Mumbai-based non-banking financial company (NBFC) Manba Finance is set to launch its ₹151 crore initial public offering (IPO) for public subscription from September 23 to September 25. Ahead of the offering, the grey market premium (GMP) for Manba Finance is approximately ₹55-60, indicating a 46% premium over the issue price. The price band for the IPO has been established at ₹114-120 per share.
This IPO consists entirely of a fresh issue of up to 1,25,70,000 shares, with no offer-for-sale component. The total size of the issue is based on the upper price band. The company plans to utilize the proceeds to strengthen its capital base and fulfill future capital needs.

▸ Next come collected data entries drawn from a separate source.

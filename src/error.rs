//! Error types used by the fibertrace recorder and exporters.
//!
//! All failures in this crate surface as a single [`TraceError`] enum with
//! one variant per error kind:
//!
//! - [`TraceError::Config`] — invalid configuration field, raised at config
//!   validation, never deferred.
//! - [`TraceError::InvalidEvent`] — malformed event field, raised at event
//!   construction, before the event reaches a buffer or exporter.
//! - [`TraceError::Exporter`] — failure during export, carrying the original
//!   failure's identity and message instead of the underlying error type.
//! - [`TraceError::Capacity`] — zero-capacity buffer construction.
//!
//! Propagation is always synchronous to the immediate caller; there is no
//! background error channel and no retry loop. The one designed swallow is
//! `emit` on a disabled recorder, which is a no-op by contract, not a
//! suppressed failure.

use thiserror::Error;

/// # Errors produced by the fibertrace core.
///
/// Each variant corresponds to one error kind in the crate's taxonomy.
/// Helper methods (`as_label`, `as_message`) provide stable strings for
/// logs and metrics.
#[non_exhaustive]
#[derive(Error, Debug)]
pub enum TraceError {
    /// A configuration field failed validation.
    #[error("invalid config field `{field}`: {reason}")]
    Config {
        /// Name of the offending field.
        field: &'static str,
        /// Why the value was rejected.
        reason: String,
    },

    /// An event field failed validation at construction.
    #[error("invalid event field `{field}`: {reason}")]
    InvalidEvent {
        /// Name of the offending field.
        field: &'static str,
        /// Why the value was rejected.
        reason: String,
    },

    /// An exporter failed while handling a batch.
    ///
    /// Carries the original failure's identity (`cause`) and message as
    /// structured context; the underlying error type is never exposed.
    #[error("exporter `{exporter}` failed ({cause}): {message}")]
    Exporter {
        /// Name of the failing exporter.
        exporter: &'static str,
        /// Identity of the original failure (e.g. an `io::ErrorKind`).
        cause: String,
        /// Message of the original failure.
        message: String,
    },

    /// Buffer construction was attempted with capacity zero.
    #[error("buffer capacity must be greater than zero")]
    Capacity,
}

impl TraceError {
    /// Builds an exporter error from any underlying failure.
    ///
    /// `cause` should identify the failure's class (for I/O errors, the
    /// [`std::io::ErrorKind`] debug form is a good fit).
    pub fn exporter(
        exporter: &'static str,
        cause: impl Into<String>,
        message: impl Into<String>,
    ) -> Self {
        TraceError::Exporter {
            exporter,
            cause: cause.into(),
            message: message.into(),
        }
    }

    /// Returns a short stable label (snake_case) for use in logs/metrics.
    ///
    /// # Example
    /// ```
    /// use fibertrace::TraceError;
    ///
    /// let err = TraceError::Capacity;
    /// assert_eq!(err.as_label(), "capacity_invalid");
    /// ```
    pub fn as_label(&self) -> &'static str {
        match self {
            TraceError::Config { .. } => "config_invalid",
            TraceError::InvalidEvent { .. } => "event_invalid",
            TraceError::Exporter { .. } => "exporter_failed",
            TraceError::Capacity => "capacity_invalid",
        }
    }

    /// Returns a human-readable message with details about the error.
    pub fn as_message(&self) -> String {
        match self {
            TraceError::Config { field, reason } => format!("config `{field}`: {reason}"),
            TraceError::InvalidEvent { field, reason } => format!("event `{field}`: {reason}"),
            TraceError::Exporter {
                exporter,
                cause,
                message,
            } => format!("exporter `{exporter}`: {cause}: {message}"),
            TraceError::Capacity => "capacity must be greater than zero".to_string(),
        }
    }
}

#[cfg(test)]
mod tests {
    use super::*;

    #[test]
    fn test_labels_are_stable() {
        let config = TraceError::Config {
            field: "buffer_size",
            reason: "must be greater than zero".into(),
        };
        let event = TraceError::InvalidEvent {
            field: "task",
            reason: "must be nonzero when present".into(),
        };
        let exporter = TraceError::exporter("log", "BrokenPipe", "pipe closed");

        assert_eq!(config.as_label(), "config_invalid");
        assert_eq!(event.as_label(), "event_invalid");
        assert_eq!(exporter.as_label(), "exporter_failed");
        assert_eq!(TraceError::Capacity.as_label(), "capacity_invalid");
    }

    #[test]
    fn test_exporter_error_keeps_cause_and_message() {
        let err = TraceError::exporter("json", "Utf8Error", "invalid byte");
        match err {
            TraceError::Exporter {
                exporter,
                cause,
                message,
            } => {
                assert_eq!(exporter, "json");
                assert_eq!(cause, "Utf8Error");
                assert_eq!(message, "invalid byte");
            }
            other => panic!("unexpected variant: {other:?}"),
        }
    }

    #[test]
    fn test_display_names_field() {
        let err = TraceError::Config {
            field: "sampling_rate",
            reason: "must be within [0.0, 1.0]".into(),
        };
        let text = err.to_string();
        assert!(text.contains("sampling_rate"), "missing field in: {text}");
    }
}
//! # Event model and bounded storage.
//!
//! This module holds the data plane of the recorder:
//!
//! ```text
//! Producer ──► Event (immutable fact) ──► Recorder::emit
//!                                            │
//!                      immediate mode ───────┼────► Export::export([event])
//!                                            │
//!                      buffered mode ──► EventStream ──► Export::export(batch)
//!                                        (RingBuffer, overwrite-oldest)
//! ```
//!
//! - [`Event`] / [`EventKind`] / [`Fact`] / [`Payload`]: the fact record.
//! - [`RingBuffer`]: fixed-capacity circular storage, FIFO reads.
//! - [`EventStream`]: the typed façade binding the buffer to [`Event`].

mod buffer;
mod event;
mod stream;

pub use buffer::RingBuffer;
pub use event::{Event, EventKind, Fact, Payload, SYSTEM_FIBER};
pub use stream::EventStream;
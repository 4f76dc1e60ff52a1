//! # Flat named counters, independent of the event pipeline.
//!
//! Producers increment [`Counter`]s directly; counters are never buffered,
//! sampled, or exported through the recorder. They are signed, unbounded
//! and may go negative (a gauge-style decrement is an ordinary `add` with
//! a negative delta).
//!
//! [`Metrics`] is a concurrent name→counter registry: counters are created
//! on first use and shared thereafter.
//!
//! ## Example
//! ```rust
//! use fibertrace::Metrics;
//!
//! let metrics = Metrics::new();
//! metrics.inc("fibers_spawned");
//! metrics.add("queue_depth", 3);
//! metrics.add("queue_depth", -1);
//!
//! assert_eq!(metrics.get("fibers_spawned"), 1);
//! assert_eq!(metrics.get("queue_depth"), 2);
//! assert_eq!(metrics.get("never_touched"), 0);
//! ```

use std::collections::BTreeMap;
use std::sync::atomic::{AtomicI64, Ordering};

use dashmap::DashMap;

/// Named signed counter. Starts at 0; no bounds.
#[derive(Debug, Default)]
pub struct Counter(AtomicI64);

impl Counter {
    /// Creates a counter at 0.
    pub fn new() -> Self {
        Self::default()
    }

    /// Current value.
    #[inline]
    pub fn get(&self) -> i64 {
        self.0.load(Ordering::Relaxed)
    }

    /// Adds `delta` (positive or negative).
    #[inline]
    pub fn add(&self, delta: i64) {
        self.0.fetch_add(delta, Ordering::Relaxed);
    }

    /// Adds 1.
    #[inline]
    pub fn inc(&self) {
        self.add(1);
    }

    /// Resets to 0.
    pub fn reset(&self) {
        self.0.store(0, Ordering::Relaxed);
    }
}

/// Concurrent registry of named counters.
///
/// Counters are created lazily on first touch; reading an untouched name
/// yields 0 without creating it.
#[derive(Debug, Default)]
pub struct Metrics {
    counters: DashMap<String, Counter>,
}

impl Metrics {
    /// Creates an empty registry.
    pub fn new() -> Self {
        Self::default()
    }

    /// Adds `delta` to the named counter, creating it at 0 first if needed.
    pub fn add(&self, name: &str, delta: i64) {
        if let Some(counter) = self.counters.get(name) {
            counter.add(delta);
            return;
        }
        self.counters
            .entry(name.to_string())
            .or_default()
            .add(delta);
    }

    /// Adds 1 to the named counter.
    pub fn inc(&self, name: &str) {
        self.add(name, 1);
    }

    /// Current value of the named counter; 0 if it was never touched.
    pub fn get(&self, name: &str) -> i64 {
        self.counters.get(name).map(|c| c.get()).unwrap_or(0)
    }

    /// Resets the named counter to 0 (no-op for untouched names).
    pub fn reset(&self, name: &str) {
        if let Some(counter) = self.counters.get(name) {
            counter.reset();
        }
    }

    /// Resets every registered counter to 0.
    pub fn reset_all(&self) {
        for entry in self.counters.iter() {
            entry.value().reset();
        }
    }

    /// Number of registered counters.
    pub fn len(&self) -> usize {
        self.counters.len()
    }

    /// True if no counter has been touched yet.
    pub fn is_empty(&self) -> bool {
        self.counters.is_empty()
    }

    /// Point-in-time copy of all counters, sorted by name.
    pub fn snapshot(&self) -> BTreeMap<String, i64> {
        self.counters
            .iter()
            .map(|entry| (entry.key().clone(), entry.value().get()))
            .collect()
    }
}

The IPO will be conducted through a book-building process, with allocations structured as follows: a maximum of 50% for qualified institutional buyers (QIBs), at least 15% for non-institutional investors (NIIs), and a minimum of 35% for retail investors.

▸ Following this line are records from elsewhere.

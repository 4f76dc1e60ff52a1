//! # Lifecycle events recorded by fibertrace.
//!
//! The [`EventKind`] enum classifies event types across three categories:
//! - **Fiber events**: fiber execution flow (created, started, suspended,
//!   resumed, terminated)
//! - **Task events**: task execution flow (submitted, started, completed,
//!   failed)
//! - **Runtime events**: await boundaries and loop ticks
//!
//! The [`Event`] struct carries a wall-clock timestamp, correlation ids and
//! a payload of primitive facts. Events are immutable once constructed:
//! producers build them at the moment a fact is known and hand them to the
//! recorder, which never mutates them.
//!
//! ## Compatibility
//! The kind set is a published contract: kinds are only ever added, never
//! removed or repurposed. Match with a wildcard arm to stay forward
//! compatible.
//!
//! ## Payload rules
//! Payloads map string keys to scalar facts ([`Fact`]). They can never hold
//! live runtime objects, so recording an event cannot extend the lifetime
//! of (or leak) a fiber, task, or closure in the observed system.
//!
//! ## Example
//! ```rust
//! use fibertrace::{Event, EventKind};
//!
//! let ev = Event::new(EventKind::TaskFailed, 3)
//!     .with_task(7)
//!     .with_fact("reason", "connection refused")
//!     .with_fact("attempt", 2i64);
//!
//! assert_eq!(ev.kind, EventKind::TaskFailed);
//! assert_eq!(ev.fiber, 3);
//! assert_eq!(ev.task, Some(7));
//! ```

use std::collections::BTreeMap;
use std::fmt;
use std::sync::Arc;
use std::time::SystemTime;

use serde::Serialize;

use crate::error::TraceError;

/// Fiber id reserved for system-level events that belong to no fiber
/// (loop ticks, runtime housekeeping).
pub const SYSTEM_FIBER: u64 = 0;

/// Classification of recorded lifecycle events.
///
/// Closed, versioned set: once published, a kind is never removed or
/// repurposed, only added to.
#[non_exhaustive]
#[derive(Debug, Clone, Copy, PartialEq, Eq, Hash, Serialize)]
#[serde(rename_all = "snake_case")]
pub enum EventKind {
    // === Fiber lifecycle ===
    /// A fiber was created.
    FiberCreated,
    /// A fiber began executing.
    FiberStarted,
    /// A fiber yielded at a suspension point.
    FiberSuspended,
    /// A suspended fiber was resumed.
    FiberResumed,
    /// A fiber finished (normally or not; see payload facts).
    FiberTerminated,

    // === Task lifecycle ===
    /// A task was submitted to the runtime.
    TaskSubmitted,
    /// A task began executing.
    TaskStarted,
    /// A task completed successfully.
    TaskCompleted,
    /// A task failed; the payload usually carries a `reason` fact.
    TaskFailed,

    // === Runtime ===
    /// Execution entered an await point.
    AwaitEnter,
    /// Execution returned from an await point.
    AwaitExit,
    /// The event loop completed one tick.
    LoopTick,
}

impl EventKind {
    /// Returns a short stable label (snake_case) for use in logs/metrics.
    ///
    /// # Example
    /// ```
    /// use fibertrace::EventKind;
    ///
    /// assert_eq!(EventKind::FiberCreated.as_label(), "fiber_created");
    /// assert_eq!(EventKind::LoopTick.as_label(), "loop_tick");
    /// ```
    pub fn as_label(&self) -> &'static str {
        match self {
            EventKind::FiberCreated => "fiber_created",
            EventKind::FiberStarted => "fiber_started",
            EventKind::FiberSuspended => "fiber_suspended",
            EventKind::FiberResumed => "fiber_resumed",
            EventKind::FiberTerminated => "fiber_terminated",
            EventKind::TaskSubmitted => "task_submitted",
            EventKind::TaskStarted => "task_started",
            EventKind::TaskCompleted => "task_completed",
            EventKind::TaskFailed => "task_failed",
            EventKind::AwaitEnter => "await_enter",
            EventKind::AwaitExit => "await_exit",
            EventKind::LoopTick => "loop_tick",
        }
    }
}

/// A primitive fact stored in an event payload.
///
/// The set is closed to scalars so payloads can never carry references to
/// live runtime objects.
#[derive(Debug, Clone, PartialEq, Serialize)]
#[serde(untagged)]
pub enum Fact {
    /// String fact.
    Str(Arc<str>),
    /// Signed integer fact.
    Int(i64),
    /// Unsigned integer fact.
    Uint(u64),
    /// Floating-point fact (must be finite).
    Float(f64),
    /// Boolean fact.
    Bool(bool),
}

impl Fact {
    /// True if the fact is a well-formed value (finite, for floats).
    fn is_well_formed(&self) -> bool {
        match self {
            Fact::Float(f) => f.is_finite(),
            _ => true,
        }
    }
}

impl fmt::Display for Fact {
    fn fmt(&self, f: &mut fmt::Formatter<'_>) -> fmt::Result {
        match self {
            Fact::Str(s) => write!(f, "{s:?}"),
            Fact::Int(v) => write!(f, "{v}"),
            Fact::Uint(v) => write!(f, "{v}"),
            Fact::Float(v) => write!(f, "{v}"),
            Fact::Bool(v) => write!(f, "{v}"),
        }
    }
}

impl From<&str> for Fact {
    fn from(v: &str) -> Self {
        Fact::Str(Arc::from(v))
    }
}

impl From<String> for Fact {
    fn from(v: String) -> Self {
        Fact::Str(Arc::from(v.as_str()))
    }
}

impl From<Arc<str>> for Fact {
    fn from(v: Arc<str>) -> Self {
        Fact::Str(v)
    }
}

impl From<i64> for Fact {
    fn from(v: i64) -> Self {
        Fact::Int(v)
    }
}

impl From<i32> for Fact {
    fn from(v: i32) -> Self {
        Fact::Int(v.into())
    }
}

impl From<u64> for Fact {
    fn from(v: u64) -> Self {
        Fact::Uint(v)
    }
}

impl From<u32> for Fact {
    fn from(v: u32) -> Self {
        Fact::Uint(v.into())
    }
}

impl From<f64> for Fact {
    fn from(v: f64) -> Self {
        Fact::Float(v)
    }
}

impl From<bool> for Fact {
    fn from(v: bool) -> Self {
        Fact::Bool(v)
    }
}

/// Ordered map of string keys to primitive facts.
///
/// Keys must be non-empty; float facts must be finite. Both rules are
/// enforced by [`Payload::try_insert`] and by [`Event::create`].
#[derive(Debug, Clone, Default, PartialEq, Serialize)]
pub struct Payload(BTreeMap<Arc<str>, Fact>);

impl Payload {
    /// Creates an empty payload.
    pub fn new() -> Self {
        Self::default()
    }

    /// Inserts a fact after validating key and value.
    ///
    /// Rejects empty keys and non-finite float facts with
    /// [`TraceError::InvalidEvent`]. A later insert with the same key
    /// replaces the earlier fact.
    pub fn try_insert(
        &mut self,
        key: impl Into<Arc<str>>,
        value: impl Into<Fact>,
    ) -> Result<(), TraceError> {
        let key = key.into();
        if key.is_empty() {
            return Err(TraceError::InvalidEvent {
                field: "payload",
                reason: "fact key must be non-empty".into(),
            });
        }
        let value = value.into();
        if !value.is_well_formed() {
            return Err(TraceError::InvalidEvent {
                field: "payload",
                reason: format!("fact `{key}` must be a finite number"),
            });
        }
        self.0.insert(key, value);
        Ok(())
    }

    /// Returns the fact stored under `key`, if any.
    pub fn get(&self, key: &str) -> Option<&Fact> {
        self.0.get(key)
    }

    /// Number of facts in the payload.
    pub fn len(&self) -> usize {
        self.0.len()
    }

    /// True if the payload holds no facts.
    pub fn is_empty(&self) -> bool {
        self.0.is_empty()
    }

    /// Iterates facts in key order.
    pub fn iter(&self) -> impl Iterator<Item = (&Arc<str>, &Fact)> {
        self.0.iter()
    }
}

/// Immutable lifecycle fact record.
///
/// Created once by a producer at the moment a fact is known; never mutated;
/// becomes unreachable once evicted from a buffer or exported.
#[derive(Debug, Clone, Serialize)]
pub struct Event {
    /// Event classification.
    pub kind: EventKind,
    /// Wall-clock timestamp, assigned at construction.
    pub at: SystemTime,
    /// Fiber correlation id; [`SYSTEM_FIBER`] for system-level events.
    pub fiber: u64,
    /// Task correlation id; absent for fiber-only events.
    pub task: Option<u64>,
    /// Primitive facts attached to the event.
    pub payload: Payload,
}

impl Event {
    /// Creates a new event of the given kind with the current timestamp.
    ///
    /// This is the trusted in-crate constructor: combine it with the
    /// `with_*` builders when the inputs are known good. Producer glue
    /// handling untrusted inputs should use [`Event::create`] instead.
    pub fn new(kind: EventKind, fiber: u64) -> Self {
        Self {
            kind,
            at: SystemTime::now(),
            fiber,
            task: None,
            payload: Payload::new(),
        }
    }

    /// Attaches a task correlation id.
    ///
    /// The id must be nonzero; zero is reserved.
    #[inline]
    pub fn with_task(mut self, task: u64) -> Self {
        debug_assert!(task != 0, "task id 0 is reserved");
        self.task = Some(task);
        self
    }

    /// Attaches a payload fact.
    ///
    /// The key must be non-empty and float facts must be finite; the
    /// checked path for untrusted inputs is [`Event::create`].
    #[inline]
    pub fn with_fact(mut self, key: impl Into<Arc<str>>, value: impl Into<Fact>) -> Self {
        let inserted = self.payload.try_insert(key, value);
        debug_assert!(inserted.is_ok(), "malformed fact: {inserted:?}");
        self
    }

    /// Validating constructor for the producer-facing surface.
    ///
    /// Checks every field before the event can reach a buffer or an
    /// exporter:
    /// - `task`, when present, must be nonzero (zero is reserved);
    /// - fact keys must be non-empty;
    /// - float facts must be finite.
    ///
    /// # Example
    /// ```
    /// use fibertrace::{Event, EventKind};
    ///
    /// let ev = Event::create(
    ///     EventKind::TaskStarted,
    ///     1,
    ///     Some(42),
    ///     [("queue_ms", 5i64.into())],
    /// )
    /// .unwrap();
    /// assert_eq!(ev.task, Some(42));
    ///
    /// let err = Event::create::<&str>(EventKind::TaskStarted, 1, Some(0), []).unwrap_err();
    /// assert_eq!(err.as_label(), "event_invalid");
    /// ```
    pub fn create<K>(
        kind: EventKind,
        fiber: u64,
        task: Option<u64>,
        facts: impl IntoIterator<Item = (K, Fact)>,
    ) -> Result<Self, TraceError>
    where
        K: Into<Arc<str>>,
    {
        if task == Some(0) {
            return Err(TraceError::InvalidEvent {
                field: "task",
                reason: "task id must be nonzero when present".into(),
            });
        }
        let mut payload = Payload::new();
        for (key, value) in facts {
            payload.try_insert(key, value)?;
        }
        Ok(Self {
            kind,
            at: SystemTime::now(),
            fiber,
            task,
            payload,
        })
    }

    /// True if this is a system-level event (no owning fiber).
    #[inline]
    pub fn is_system(&self) -> bool {
        self.fiber == SYSTEM_FIBER
    }
}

Based in Mumbai, Manba Finance provides financial solutions to salaried and self-employed individuals, known for its quick turnaround time in loan sanctioning and disbursement. In fiscal 2024, the company dominated the two-wheeler loan segment, which made up 92% of its assets under management (AUM). It ranked third in AUM per branch, at ₹14.41 crore, behind companies like Arman Financial and Baid Finserv, and experienced the fastest branch growth, with a compound annual growth rate (CAGR) of 40.3% from FY 2022 to FY 2024.
Manba Finance’s AUM grew from ₹495.82 crore in FY 2022 to ₹936.85 crore in FY 2024, reflecting a CAGR of 37.46%. The company reported a profit of ₹31.41 crore in FY 2024, an 89.5% increase from ₹16.58 crore the previous year, and revenue surged to ₹191.58 crore from ₹133.32 crore in FY 2023, marking a 43.71% rise, largely due to increased interest income. Manba Finance’s equity shares will be listed on both the BSE and NSE, with Hem Securities serving as the sole book-running lead manager and Link Intime India as the registrar for the issue.